Fished the 9th and the 11th for 6 hours each day.

Used a Strike King deep diving 4 inch lure, dives 15ft. Also used a 6 inch 4ft diving crankbait. Fished south and north of Chesire road. Even went past 37 on the the 11th. No luck either day.

lots of fish on the fish finder. 32 feet of water, suspended 10-20ft down. 

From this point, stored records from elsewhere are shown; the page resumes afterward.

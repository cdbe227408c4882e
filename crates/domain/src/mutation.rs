//! Pure cart mutations.
//!
//! Each function edits an in-memory [`Cart`], recomputes its total and
//! reports the history entries the change must produce. Nothing here
//! touches a store, so a mutation can be re-run against a freshly loaded
//! cart after a concurrency conflict.

use cart_store::{Cart, CartHistoryEntry, CartItem, HistoryEventType};
use common::ObjectId;
use serde::{Deserialize, Serialize};

use crate::error::{CartError, Result};

/// Largest quantity a cart line may hold.
///
/// History quantities are stored as 32-bit signed integers.
pub const MAX_QUANTITY: u32 = i32::MAX as u32;

/// Checks that a requested quantity is within `1..=MAX_QUANTITY`.
pub fn validate_quantity(quantity: u32) -> Result<u32> {
    if quantity == 0 {
        return Err(CartError::Validation(
            "quantity must be at least 1".to_string(),
        ));
    }
    if quantity > MAX_QUANTITY {
        return Err(CartError::Validation(format!(
            "quantity must be at most {MAX_QUANTITY}"
        )));
    }
    Ok(quantity)
}

fn grow(current: u32, by: u32) -> Result<u32> {
    current
        .checked_add(by)
        .filter(|q| *q <= MAX_QUANTITY)
        .ok_or_else(|| {
            CartError::Validation(format!(
                "quantity would exceed {MAX_QUANTITY} (have {current}, adding {by})"
            ))
        })
}

/// Direction of a single-unit quantity change.
#[derive(Debug, Clone, Copy, PartialEq, Eq, Serialize, Deserialize)]
#[serde(rename_all = "lowercase")]
pub enum QuantityChange {
    Increase,
    Decrease,
}

impl QuantityChange {
    /// Parses `increase` or `decrease`.
    pub fn parse(value: &str) -> Result<Self> {
        match value.trim() {
            "increase" => Ok(QuantityChange::Increase),
            "decrease" => Ok(QuantityChange::Decrease),
            other => Err(CartError::Validation(format!(
                "types must be increase or decrease, got {other:?}"
            ))),
        }
    }
}

/// What a mutation did to the cart.
#[derive(Debug, Clone)]
pub struct MutationOutcome {
    /// The affected item: post-change for add/increase/decrease, the
    /// removed line for remove, `None` when a decrease dropped it.
    pub item: Option<CartItem>,

    /// History entries to append once the cart write succeeds.
    /// Empty means the cart was not changed and needs no write.
    pub history: Vec<CartHistoryEntry>,
}

impl MutationOutcome {
    fn unchanged() -> Self {
        Self {
            item: None,
            history: Vec::new(),
        }
    }

    /// Returns true if the cart must be written.
    pub fn is_change(&self) -> bool {
        !self.history.is_empty()
    }
}

fn entry(cart: &Cart, product_id: ObjectId, event_type: HistoryEventType, qty: u32) -> CartHistoryEntry {
    CartHistoryEntry::new(
        cart.teacher_id.clone(),
        cart.student_id.clone(),
        product_id,
        event_type,
        qty,
    )
}

/// Adds an item, merging quantities if the product is already present.
pub fn add_item(cart: &mut Cart, item: CartItem) -> Result<MutationOutcome> {
    let added = validate_quantity(item.quantity)?;
    let product_id = item.product_id;

    let stored = match cart.item_mut(&product_id) {
        Some(existing) => {
            existing.quantity = grow(existing.quantity, added)?;
            existing.clone()
        }
        None => {
            cart.items.push(item.clone());
            item
        }
    };
    cart.recompute_total();

    Ok(MutationOutcome {
        item: Some(stored),
        history: vec![entry(cart, product_id, HistoryEventType::Add, added)],
    })
}

/// Moves an item's quantity up or down by one.
///
/// A decrease at quantity 1 removes the line.
pub fn change_quantity(
    cart: &mut Cart,
    product_id: ObjectId,
    change: QuantityChange,
) -> Result<MutationOutcome> {
    let item = cart
        .item_mut(&product_id)
        .ok_or(CartError::ItemNotFound { product_id })?;

    let (remaining, event_type) = match change {
        QuantityChange::Increase => {
            item.quantity = grow(item.quantity, 1)?;
            (Some(item.clone()), HistoryEventType::Add)
        }
        QuantityChange::Decrease if item.quantity > 1 => {
            item.quantity -= 1;
            (Some(item.clone()), HistoryEventType::Remove)
        }
        QuantityChange::Decrease => {
            cart.take_item(&product_id);
            (None, HistoryEventType::Remove)
        }
    };
    cart.recompute_total();

    Ok(MutationOutcome {
        item: remaining,
        history: vec![entry(cart, product_id, event_type, 1)],
    })
}

/// Removes an item outright. History records its full prior quantity.
pub fn remove_item(cart: &mut Cart, product_id: ObjectId) -> Result<MutationOutcome> {
    let removed = cart
        .take_item(&product_id)
        .ok_or(CartError::ItemNotFound { product_id })?;
    cart.recompute_total();

    Ok(MutationOutcome {
        history: vec![entry(
            cart,
            product_id,
            HistoryEventType::Remove,
            removed.quantity,
        )],
        item: Some(removed),
    })
}

/// Empties the cart, producing one `order` entry per archived line.
///
/// An already empty cart is left untouched.
pub fn archive_items(cart: &mut Cart) -> MutationOutcome {
    if cart.is_empty() {
        return MutationOutcome::unchanged();
    }

    let items = std::mem::take(&mut cart.items);
    cart.recompute_total();

    let history = items
        .iter()
        .map(|i| entry(cart, i.product_id, HistoryEventType::Order, i.quantity))
        .collect();

    MutationOutcome {
        item: None,
        history,
    }
}
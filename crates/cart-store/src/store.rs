use std::sync::Arc;

use async_trait::async_trait;
use common::{StudentId, TeacherId};

use crate::views::{self, StudentCartView, TeacherCartGroup, TeacherHistory};
use crate::{Cart, CartHistoryEntry, HistoryQuery, Result, Version};

/// Persistence for one cart document per (teacher, student) pair.
///
/// There are no cross-document transactions. Writers use [`CartStore::replace`],
/// which is a compare-and-swap on [`Cart::version`], and reload on conflict.
#[async_trait]
pub trait CartStore: Send + Sync {
    /// Returns the cart for the pair, creating an empty one if none exists.
    ///
    /// Creation is atomic: concurrent callers for the same pair all observe
    /// the same cart.
    async fn get_or_create(&self, teacher_id: &TeacherId, student_id: &StudentId) -> Result<Cart>;

    /// Returns the cart for the pair without creating it.
    async fn find(&self, teacher_id: &TeacherId, student_id: &StudentId) -> Result<Option<Cart>>;

    /// Overwrites items, total and `updated_at` of the cart with `cart.id`.
    ///
    /// Fails with `ConcurrencyConflict` if the stored version is not
    /// `cart.version`. Returns the new version on success.
    async fn replace(&self, cart: &Cart) -> Result<Version>;

    /// Returns every cart owned by a teacher.
    async fn carts_for_teacher(&self, teacher_id: &TeacherId) -> Result<Vec<Cart>>;

    /// Returns every cart in the store.
    async fn all_carts(&self) -> Result<Vec<Cart>>;
}

#[async_trait]
impl<T: CartStore + ?Sized> CartStore for Arc<T> {
    async fn get_or_create(&self, teacher_id: &TeacherId, student_id: &StudentId) -> Result<Cart> {
        (**self).get_or_create(teacher_id, student_id).await
    }

    async fn find(&self, teacher_id: &TeacherId, student_id: &StudentId) -> Result<Option<Cart>> {
        (**self).find(teacher_id, student_id).await
    }

    async fn replace(&self, cart: &Cart) -> Result<Version> {
        (**self).replace(cart).await
    }

    async fn carts_for_teacher(&self, teacher_id: &TeacherId) -> Result<Vec<Cart>> {
        (**self).carts_for_teacher(teacher_id).await
    }

    async fn all_carts(&self) -> Result<Vec<Cart>> {
        (**self).all_carts().await
    }
}

/// Extension trait providing read views over a cart store.
#[async_trait]
pub trait CartStoreExt: CartStore {
    /// Lists a teacher's carts, one view per student, newest first.
    async fn list_by_teacher(&self, teacher_id: &TeacherId) -> Result<Vec<StudentCartView>> {
        let carts = self.carts_for_teacher(teacher_id).await?;
        Ok(views::student_cart_views(carts))
    }

    /// Lists every cart grouped by owning teacher.
    async fn list_all_grouped_by_teacher(&self) -> Result<Vec<TeacherCartGroup>> {
        let carts = self.all_carts().await?;
        Ok(views::group_by_teacher(carts))
    }
}

impl<T: CartStore + ?Sized> CartStoreExt for T {}

/// Append-only ledger of cart events.
#[async_trait]
pub trait HistoryStore: Send + Sync {
    /// Appends entries atomically. Never overwrites or deletes.
    ///
    /// An empty vector is a no-op.
    async fn append(&self, entries: Vec<CartHistoryEntry>) -> Result<()>;

    /// Retrieves entries matching a query, oldest first.
    async fn query(&self, query: HistoryQuery) -> Result<Vec<CartHistoryEntry>>;
}

#[async_trait]
impl<T: HistoryStore + ?Sized> HistoryStore for Arc<T> {
    async fn append(&self, entries: Vec<CartHistoryEntry>) -> Result<()> {
        (**self).append(entries).await
    }

    async fn query(&self, query: HistoryQuery) -> Result<Vec<CartHistoryEntry>> {
        (**self).query(query).await
    }
}

/// Extension trait providing convenience methods for history stores.
#[async_trait]
pub trait HistoryStoreExt: HistoryStore {
    /// Appends a single entry.
    async fn append_entry(&self, entry: CartHistoryEntry) -> Result<()> {
        self.append(vec![entry]).await
    }

    /// Returns a teacher's history grouped by student, in occurrence order.
    async fn query_by_teacher(&self, teacher_id: &TeacherId) -> Result<TeacherHistory> {
        let entries = self
            .query(HistoryQuery::for_teacher(teacher_id.clone()))
            .await?;
        Ok(views::group_history(teacher_id.clone(), entries))
    }
}

impl<T: HistoryStore + ?Sized> HistoryStoreExt for T {}
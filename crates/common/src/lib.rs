//! Shared identifier types for the cart service.

mod types;

pub use types::{IdError, ObjectId, StudentId, TeacherId};
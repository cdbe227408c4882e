use cart_store::{
    CartHistoryEntry, CartItem, CartStore, CartStoreExt, HistoryEventType, HistoryStore,
    HistoryStoreExt, InMemoryCartStore, InMemoryHistoryStore, ObjectId, StudentId, TeacherId,
};
use criterion::{Criterion, criterion_group, criterion_main};

fn teacher(id: &str) -> TeacherId {
    TeacherId::parse(id).unwrap()
}

fn student(id: &str) -> StudentId {
    StudentId::parse(id).unwrap()
}

fn bench_get_or_create(c: &mut Criterion) {
    let rt = tokio::runtime::Runtime::new().unwrap();

    c.bench_function("cart_store/get_or_create_new", |b| {
        b.iter(|| {
            rt.block_on(async {
                let store = InMemoryCartStore::new();
                store.get_or_create(&teacher("t"), &student("s")).await.unwrap();
            });
        });
    });
}

fn bench_replace(c: &mut Criterion) {
    let rt = tokio::runtime::Runtime::new().unwrap();
    let store = InMemoryCartStore::new();

    c.bench_function("cart_store/replace_with_version_check", |b| {
        b.iter(|| {
            rt.block_on(async {
                let mut cart = store.get_or_create(&teacher("t"), &student("s")).await.unwrap();
                cart.items = vec![CartItem::new(ObjectId::new(), "Notebook", 4.5, 3, "")];
                cart.recompute_total();
                store.replace(&cart).await.unwrap();
            });
        });
    });
}

fn bench_list_grouped(c: &mut Criterion) {
    let rt = tokio::runtime::Runtime::new().unwrap();
    let store = InMemoryCartStore::new();

    // 10 teachers x 20 students
    rt.block_on(async {
        for t in 0..10 {
            for s in 0..20 {
                store
                    .get_or_create(&teacher(&format!("t{t}")), &student(&format!("s{s}")))
                    .await
                    .unwrap();
            }
        }
    });

    c.bench_function("cart_store/list_all_grouped_200", |b| {
        b.iter(|| {
            rt.block_on(async {
                store.list_all_grouped_by_teacher().await.unwrap();
            });
        });
    });
}

fn bench_history_by_teacher(c: &mut Criterion) {
    let rt = tokio::runtime::Runtime::new().unwrap();
    let history = InMemoryHistoryStore::new();

    rt.block_on(async {
        let entries: Vec<_> = (0..500)
            .map(|i| {
                CartHistoryEntry::new(
                    teacher(if i % 2 == 0 { "t1" } else { "t2" }),
                    student(&format!("s{}", i % 25)),
                    ObjectId::new(),
                    HistoryEventType::Add,
                    1,
                )
            })
            .collect();
        history.append(entries).await.unwrap();
    });

    c.bench_function("cart_store/history_by_teacher_500", |b| {
        b.iter(|| {
            rt.block_on(async {
                history.query_by_teacher(&teacher("t1")).await.unwrap();
            });
        });
    });
}

criterion_group!(
    benches,
    bench_get_or_create,
    bench_replace,
    bench_list_grouped,
    bench_history_by_teacher,
);
criterion_main!(benches);
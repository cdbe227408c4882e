//! Application configuration loaded from environment variables.

use std::time::Duration;

use checkout::{CheckoutConfig, DEFAULT_ORDER_TIMEOUT};
use domain::{CartServiceConfig, DEFAULT_MAX_CONFLICT_RETRIES};

/// Log output format.
#[derive(Debug, Clone, Copy, PartialEq, Eq)]
pub enum LogFormat {
    Pretty,
    Json,
}

impl LogFormat {
    fn parse(value: &str) -> Self {
        if value.trim().eq_ignore_ascii_case("json") {
            LogFormat::Json
        } else {
            LogFormat::Pretty
        }
    }
}

/// Server configuration with sensible defaults.
///
/// Reads from environment variables:
/// - `HOST`: bind address (default: `"0.0.0.0"`)
/// - `PORT`: listen port (default: `3000`)
/// - `RUST_LOG`: tracing filter directive (default: `"info"`)
/// - `LOG_FORMAT`: `json` or `pretty` (default: `pretty`)
/// - `DATABASE_URL`: PostgreSQL connection string; unset keeps carts in memory
/// - `PRODUCT_SERVICE_URL`: product catalog base URL (default: `http://localhost:8081`)
/// - `ORDER_SERVICE_URL`: order service base URL (default: `http://localhost:8082`)
/// - `ORDER_TIMEOUT_SECS`: bound on the remote order call (default: `10`)
/// - `MAX_CONFLICT_RETRIES`: extra attempts after a cart write conflict (default: `5`)
#[derive(Debug, Clone)]
pub struct Config {
    pub host: String,
    pub port: u16,
    pub log_level: String,
    pub log_format: LogFormat,
    pub database_url: Option<String>,
    pub product_service_url: String,
    pub order_service_url: String,
    pub order_timeout: Duration,
    pub max_conflict_retries: u32,
}

fn env_or(key: &str, default: &str) -> String {
    std::env::var(key).unwrap_or_else(|_| default.to_string())
}

fn env_parse<T: std::str::FromStr>(key: &str, default: T) -> T {
    std::env::var(key)
        .ok()
        .and_then(|v| v.trim().parse().ok())
        .unwrap_or(default)
}

impl Config {
    /// Loads configuration from environment variables, falling back to defaults.
    pub fn from_env() -> Self {
        let defaults = Self::default();
        Self {
            host: env_or("HOST", &defaults.host),
            port: env_parse("PORT", defaults.port),
            log_level: env_or("RUST_LOG", &defaults.log_level),
            log_format: std::env::var("LOG_FORMAT")
                .map(|v| LogFormat::parse(&v))
                .unwrap_or(defaults.log_format),
            database_url: std::env::var("DATABASE_URL")
                .ok()
                .filter(|v| !v.trim().is_empty()),
            product_service_url: env_or("PRODUCT_SERVICE_URL", &defaults.product_service_url),
            order_service_url: env_or("ORDER_SERVICE_URL", &defaults.order_service_url),
            order_timeout: Duration::from_secs(env_parse(
                "ORDER_TIMEOUT_SECS",
                defaults.order_timeout.as_secs(),
            )),
            max_conflict_retries: env_parse("MAX_CONFLICT_RETRIES", defaults.max_conflict_retries),
        }
    }

    /// Returns the `"host:port"` bind address string.
    pub fn addr(&self) -> String {
        format!("{}:{}", self.host, self.port)
    }

    pub fn cart_service_config(&self) -> CartServiceConfig {
        CartServiceConfig {
            max_conflict_retries: self.max_conflict_retries,
        }
    }

    pub fn checkout_config(&self) -> CheckoutConfig {
        CheckoutConfig {
            order_timeout: self.order_timeout,
        }
    }
}

impl Default for Config {
    fn default() -> Self {
        Self {
            host: "0.0.0.0".to_string(),
            port: 3000,
            log_level: "info".to_string(),
            log_format: LogFormat::Pretty,
            database_url: None,
            product_service_url: "http://localhost:8081".to_string(),
            order_service_url: "http://localhost:8082".to_string(),
            order_timeout: DEFAULT_ORDER_TIMEOUT,
            max_conflict_retries: DEFAULT_MAX_CONFLICT_RETRIES,
        }
    }
}
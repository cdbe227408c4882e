use async_trait::async_trait;
use chrono::Utc;
use common::{IdError, ObjectId, StudentId, TeacherId};
use sqlx::{PgPool, Row, postgres::PgRow};

use crate::{
    Cart, CartHistoryEntry, CartItem, HistoryEventType, HistoryQuery, Result, StoreError, Version,
    store::{CartStore, HistoryStore},
};

const CART_COLUMNS: &str =
    "id, teacher_id, student_id, items, total_price, version, created_at, updated_at";

const HISTORY_COLUMNS: &str =
    "id, teacher_id, student_id, product_id, event_type, quantity, occurred_at";

/// Runs the database migrations for the cart and history tables.
pub async fn run_migrations(pool: &PgPool) -> Result<()> {
    sqlx::migrate!("../../migrations").run(pool).await?;
    Ok(())
}

fn corrupt(err: IdError) -> StoreError {
    StoreError::Corrupt(err.to_string())
}

fn parse_object_id(value: &str) -> Result<ObjectId> {
    ObjectId::parse_str(value.trim()).map_err(corrupt)
}

fn owners(row: &PgRow) -> Result<(TeacherId, StudentId)> {
    let teacher: String = row.try_get("teacher_id")?;
    let student: String = row.try_get("student_id")?;
    Ok((
        TeacherId::parse(teacher).map_err(corrupt)?,
        StudentId::parse(student).map_err(corrupt)?,
    ))
}

fn quantity_to_db(quantity: u32) -> Result<i32> {
    i32::try_from(quantity)
        .map_err(|_| StoreError::Corrupt(format!("quantity {quantity} out of range")))
}

/// PostgreSQL-backed cart store.
///
/// Items are kept as a JSONB array on the cart row; `version` provides
/// compare-and-swap on replace.
#[derive(Clone)]
pub struct PostgresCartStore {
    pool: PgPool,
}

impl PostgresCartStore {
    /// Creates a new PostgreSQL cart store.
    pub fn new(pool: PgPool) -> Self {
        Self { pool }
    }

    /// Gets a reference to the underlying connection pool.
    pub fn pool(&self) -> &PgPool {
        &self.pool
    }

    fn row_to_cart(row: PgRow) -> Result<Cart> {
        let id: String = row.try_get("id")?;
        let items: serde_json::Value = row.try_get("items")?;
        let items: Vec<CartItem> = serde_json::from_value(items)?;
        let (teacher_id, student_id) = owners(&row)?;

        Ok(Cart {
            id: parse_object_id(&id)?,
            teacher_id,
            student_id,
            items,
            total_price: row.try_get("total_price")?,
            version: Version::new(row.try_get("version")?),
            created_at: row.try_get("created_at")?,
            updated_at: row.try_get("updated_at")?,
        })
    }
}

#[async_trait]
impl CartStore for PostgresCartStore {
    async fn get_or_create(&self, teacher_id: &TeacherId, student_id: &StudentId) -> Result<Cart> {
        let fresh = Cart::new(teacher_id.clone(), student_id.clone());

        // The unique owner constraint makes the insert a no-op for losers of a race.
        sqlx::query(
            r#"
            INSERT INTO carts (id, teacher_id, student_id, items, total_price, version, created_at, updated_at)
            VALUES ($1, $2, $3, $4, $5, $6, $7, $8)
            ON CONFLICT (teacher_id, student_id) DO NOTHING
            "#,
        )
        .bind(fresh.id.to_hex())
        .bind(teacher_id.as_str())
        .bind(student_id.as_str())
        .bind(serde_json::to_value(&fresh.items)?)
        .bind(fresh.total_price)
        .bind(fresh.version.as_i64())
        .bind(fresh.created_at)
        .bind(fresh.updated_at)
        .execute(&self.pool)
        .await?;

        self.find(teacher_id, student_id)
            .await?
            .ok_or(StoreError::CartNotFound(fresh.id))
    }

    async fn find(&self, teacher_id: &TeacherId, student_id: &StudentId) -> Result<Option<Cart>> {
        let row = sqlx::query(&format!(
            "SELECT {CART_COLUMNS} FROM carts WHERE teacher_id = $1 AND student_id = $2"
        ))
        .bind(teacher_id.as_str())
        .bind(student_id.as_str())
        .fetch_optional(&self.pool)
        .await?;

        row.map(Self::row_to_cart).transpose()
    }

    async fn replace(&self, cart: &Cart) -> Result<Version> {
        let new_version: Option<i64> = sqlx::query_scalar(
            r#"
            UPDATE carts
            SET items = $1, total_price = $2, updated_at = $3, version = version + 1
            WHERE id = $4 AND version = $5
            RETURNING version
            "#,
        )
        .bind(serde_json::to_value(&cart.items)?)
        .bind(cart.total_price)
        .bind(Utc::now())
        .bind(cart.id.to_hex())
        .bind(cart.version.as_i64())
        .fetch_optional(&self.pool)
        .await?;

        if let Some(version) = new_version {
            return Ok(Version::new(version));
        }

        let actual: Option<i64> = sqlx::query_scalar("SELECT version FROM carts WHERE id = $1")
            .bind(cart.id.to_hex())
            .fetch_optional(&self.pool)
            .await?;

        match actual {
            Some(actual) => Err(StoreError::ConcurrencyConflict {
                cart_id: cart.id,
                expected: cart.version,
                actual: Version::new(actual),
            }),
            None => Err(StoreError::CartNotFound(cart.id)),
        }
    }

    async fn carts_for_teacher(&self, teacher_id: &TeacherId) -> Result<Vec<Cart>> {
        let rows = sqlx::query(&format!(
            "SELECT {CART_COLUMNS} FROM carts WHERE teacher_id = $1 ORDER BY student_id ASC"
        ))
        .bind(teacher_id.as_str())
        .fetch_all(&self.pool)
        .await?;

        rows.into_iter().map(Self::row_to_cart).collect()
    }

    async fn all_carts(&self) -> Result<Vec<Cart>> {
        let rows = sqlx::query(&format!(
            "SELECT {CART_COLUMNS} FROM carts ORDER BY teacher_id ASC, student_id ASC"
        ))
        .fetch_all(&self.pool)
        .await?;

        rows.into_iter().map(Self::row_to_cart).collect()
    }
}

/// PostgreSQL-backed history ledger.
#[derive(Clone)]
pub struct PostgresHistoryStore {
    pool: PgPool,
}

impl PostgresHistoryStore {
    /// Creates a new PostgreSQL history store.
    pub fn new(pool: PgPool) -> Self {
        Self { pool }
    }

    fn row_to_entry(row: PgRow) -> Result<CartHistoryEntry> {
        let id: String = row.try_get("id")?;
        let product_id: String = row.try_get("product_id")?;
        let event_type: String = row.try_get("event_type")?;
        let quantity: i32 = row.try_get("quantity")?;
        let (teacher_id, student_id) = owners(&row)?;

        Ok(CartHistoryEntry {
            id: parse_object_id(&id)?,
            teacher_id,
            student_id,
            product_id: parse_object_id(&product_id)?,
            event_type: HistoryEventType::parse(&event_type)
                .ok_or_else(|| StoreError::Corrupt(format!("unknown event type {event_type}")))?,
            quantity: u32::try_from(quantity)
                .map_err(|_| StoreError::Corrupt(format!("negative quantity {quantity}")))?,
            occurred_at: row.try_get("occurred_at")?,
        })
    }
}

#[async_trait]
impl HistoryStore for PostgresHistoryStore {
    async fn append(&self, entries: Vec<CartHistoryEntry>) -> Result<()> {
        if entries.is_empty() {
            return Ok(());
        }

        let mut tx = self.pool.begin().await?;

        for entry in &entries {
            sqlx::query(
                r#"
                INSERT INTO cart_history (id, teacher_id, student_id, product_id, event_type, quantity, occurred_at)
                VALUES ($1, $2, $3, $4, $5, $6, $7)
                "#,
            )
            .bind(entry.id.to_hex())
            .bind(entry.teacher_id.as_str())
            .bind(entry.student_id.as_str())
            .bind(entry.product_id.to_hex())
            .bind(entry.event_type.as_str())
            .bind(quantity_to_db(entry.quantity)?)
            .bind(entry.occurred_at)
            .execute(&mut *tx)
            .await?;
        }

        tx.commit().await?;
        Ok(())
    }

    async fn query(&self, query: HistoryQuery) -> Result<Vec<CartHistoryEntry>> {
        let mut sql = format!("SELECT {HISTORY_COLUMNS} FROM cart_history WHERE 1=1");
        let mut param_count = 0;

        // Build dynamic query
        if query.teacher_id.is_some() {
            param_count += 1;
            sql.push_str(&format!(" AND teacher_id = ${param_count}"));
        }
        if query.student_id.is_some() {
            param_count += 1;
            sql.push_str(&format!(" AND student_id = ${param_count}"));
        }
        if query.product_id.is_some() {
            param_count += 1;
            sql.push_str(&format!(" AND product_id = ${param_count}"));
        }
        if query.event_types.is_some() {
            param_count += 1;
            sql.push_str(&format!(" AND event_type = ANY(${param_count})"));
        }
        if query.from_timestamp.is_some() {
            param_count += 1;
            sql.push_str(&format!(" AND occurred_at >= ${param_count}"));
        }
        if query.to_timestamp.is_some() {
            param_count += 1;
            sql.push_str(&format!(" AND occurred_at <= ${param_count}"));
        }

        sql.push_str(" ORDER BY occurred_at ASC, seq ASC");

        if query.limit.is_some() {
            param_count += 1;
            sql.push_str(&format!(" LIMIT ${param_count}"));
        }
        if query.offset.is_some() {
            param_count += 1;
            sql.push_str(&format!(" OFFSET ${param_count}"));
        }

        let mut sqlx_query = sqlx::query(&sql);

        if let Some(teacher_id) = query.teacher_id {
            sqlx_query = sqlx_query.bind(teacher_id.as_str().to_string());
        }
        if let Some(student_id) = query.student_id {
            sqlx_query = sqlx_query.bind(student_id.as_str().to_string());
        }
        if let Some(product_id) = query.product_id {
            sqlx_query = sqlx_query.bind(product_id.to_hex());
        }
        if let Some(event_types) = query.event_types {
            let names: Vec<String> = event_types.iter().map(|t| t.as_str().to_string()).collect();
            sqlx_query = sqlx_query.bind(names);
        }
        if let Some(from_ts) = query.from_timestamp {
            sqlx_query = sqlx_query.bind(from_ts);
        }
        if let Some(to_ts) = query.to_timestamp {
            sqlx_query = sqlx_query.bind(to_ts);
        }
        if let Some(limit) = query.limit {
            sqlx_query = sqlx_query.bind(limit as i64);
        }
        if let Some(offset) = query.offset {
            sqlx_query = sqlx_query.bind(offset as i64);
        }

        let rows = sqlx_query.fetch_all(&self.pool).await?;
        rows.into_iter().map(Self::row_to_entry).collect()
    }
}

Some guy trolling north of 37 said he caught 2 muskies up that way, not sure what lures he was using.


----------



## Marshall (Apr 11, 2004)

Fished alum friday, used a lipless crankbait, runs whatever depth you want depending on how fast you crank. Caught a musky. Was heading over to fish another spot and had my jig dragging alond side the boat , wham caught another musky. Not too hard at this lake, its like catching bluegill! Sometimes these fish ar overthought, they are way easier to catch at alum than a bass.


----------



## MDBuckeye (Sep 29, 2009)

FWIW, I saw a big fish that went airborne and shook the bait of some guys trolling for them last Thursday in the lower portion of the lake. We spent a few hours doing the same with no luck though.


----------



## crittergitter (Jun 9, 2005)

The Central Ohio Musky Inc club had a tourney there this past weekend. 35 anglers registered for the 2 day event and 30 musky were caught. The winner caught 4 musky and the biggest, I think, was 45.5"s. I was not in on it as I had to work.


----------



## bman (Apr 20, 2009)

Man, I hope all you muskie guys realize how good you have it at Alum. There are just plain ridiculous muskie numbers currently in Alum. I have fished many, many Northern Wisconsin class A muskie lakes and only once did hookup on more than one and that was fishing specifically for skis all day long from dawn to dusk. Here at Alum, it's very odd that I don't at least get a bite off each time I fish. I've had as many as three on more than a few occassions. And when I go to Alum, it's often not more than 5-6 hours of fishing. And they seem to bite anything...traps, spinnerbaits, topwater, swimbaits, tubes, deep diving cranks - all baits I have caught/hooked Alum muskies on.

One of these days I will stop beating my head against the wall trying to catch a few Alum bass and just go with the flow with the muskies!


----------



## lordofthepunks (Feb 24, 2009)

if your not catching muskies at alum its because your fishing for them. if your targeting bass, your gonna catch some musky


----------



## Big Bad Will (Jul 9, 2004)

i could go out right now and bass fish and catch atleast 5 over 40 between spooks traps and spinnerbaits and i dont have to troll all day. i like the the good old days when guys used to brag about loosin 1 after a week of fishin. way to go ODNR keep stockin 3000 a year!


----------